• _Supplied data_
*** Block opens ***
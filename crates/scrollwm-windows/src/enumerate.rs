//! Enumerates manageable top-level windows (§6, SPEC supplement §4.2).
//!
//! The filter criteria mirror `original_source`'s `is_manageable`: a
//! window only qualifies if it is a visible, owner-less, non-child,
//! non-tool, non-topmost top-level window belonging to a different
//! process, with a non-empty title and not one of a handful of blacklisted
//! shell windows.

use scrollwm_core::{WindowId, WmResult};
use windows::Win32::Foundation::{HWND, LPARAM};
use windows::Win32::System::Threading::GetCurrentProcessId;
use windows::Win32::UI::WindowsAndMessaging::{
    EnumWindows, GWL_EXSTYLE, GWL_STYLE, GW_OWNER, GetClassNameW, GetParent, GetWindow,
    GetWindowLongW, GetWindowThreadProcessId, WS_CHILD, WS_EX_TOOLWINDOW, WS_EX_TOPMOST,
    WS_OVERLAPPEDWINDOW,
};
use windows::core::BOOL;

use crate::window;

/// Windows shell surfaces that are technically top-level but never meant
/// to be tiled, keyed by `(class_name, title)`.
const BLACKLISTED: &[(&str, &str)] = &[
    ("Progman", "Program Manager"),
    ("Shell_TrayWnd", "Taskbar"),
    ("Button", "Start"),
    ("DV2ControlHost", "SearchBox"),
];

/// Enumerates every currently manageable top-level window (§6).
pub fn enumerate_windows() -> WmResult<Vec<WindowId>> {
    let mut ids: Vec<WindowId> = Vec::new();

    // SAFETY: EnumWindows invokes our callback once per top-level window,
    // synchronously; the Vec pointer passed through LPARAM outlives it.
    unsafe {
        EnumWindows(
            Some(enum_window_callback),
            LPARAM(&mut ids as *mut _ as isize),
        )?;
    }

    Ok(ids)
}

unsafe extern "system" fn enum_window_callback(hwnd: HWND, lparam: LPARAM) -> BOOL {
    // SAFETY: lparam is the Vec<WindowId> pointer passed above.
    let ids = unsafe { &mut *(lparam.0 as *mut Vec<WindowId>) };

    if is_manageable(hwnd) {
        ids.push(window::id_of(hwnd));
    }

    BOOL(1)
}

/// The manageability predicate (SPEC supplement §4.2).
pub fn is_manageable(hwnd: HWND) -> bool {
    if !window::is_window(hwnd) || !window::is_visible(hwnd) {
        return false;
    }

    // SAFETY: GetWindow/GetParent/GetWindowLongW/GetWindowThreadProcessId
    // are simple queries on a window handle we already validated above.
    unsafe {
        if !GetWindow(hwnd, GW_OWNER).is_invalid() {
            return false;
        }
        if !GetParent(hwnd).is_invalid() {
            return false;
        }

        let style = GetWindowLongW(hwnd, GWL_STYLE) as u32;
        if style & WS_OVERLAPPEDWINDOW.0 == 0 {
            return false;
        }
        if style & WS_CHILD.0 != 0 {
            return false;
        }

        let ex_style = GetWindowLongW(hwnd, GWL_EXSTYLE) as u32;
        if ex_style & WS_EX_TOOLWINDOW.0 != 0 {
            return false;
        }
        if ex_style & WS_EX_TOPMOST.0 != 0 {
            return false;
        }

        let mut pid = 0u32;
        GetWindowThreadProcessId(hwnd, Some(&mut pid));
        if pid == GetCurrentProcessId() {
            return false;
        }
    }

    let title = window::title(hwnd);
    if title.trim().is_empty() {
        return false;
    }

    let class_name = class_name(hwnd);
    if BLACKLISTED.iter().any(|(c, t)| *c == class_name && *t == title) {
        return false;
    }

    true
}

fn class_name(hwnd: HWND) -> String {
    // SAFETY: GetClassNameW reads the window class into our buffer.
    unsafe {
        let mut buffer = [0u16; 256];
        let length = GetClassNameW(hwnd, &mut buffer);
        String::from_utf16_lossy(&buffer[..length as usize])
    }
}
*** Block closes ***
• _Assignment_
The answer should be all lines from the entries above that hold the word "passed".

• _Expected output_
    // synchronously; the Vec pointer passed through LPARAM outlives it.
    // SAFETY: lparam is the Vec<WindowId> pointer passed above.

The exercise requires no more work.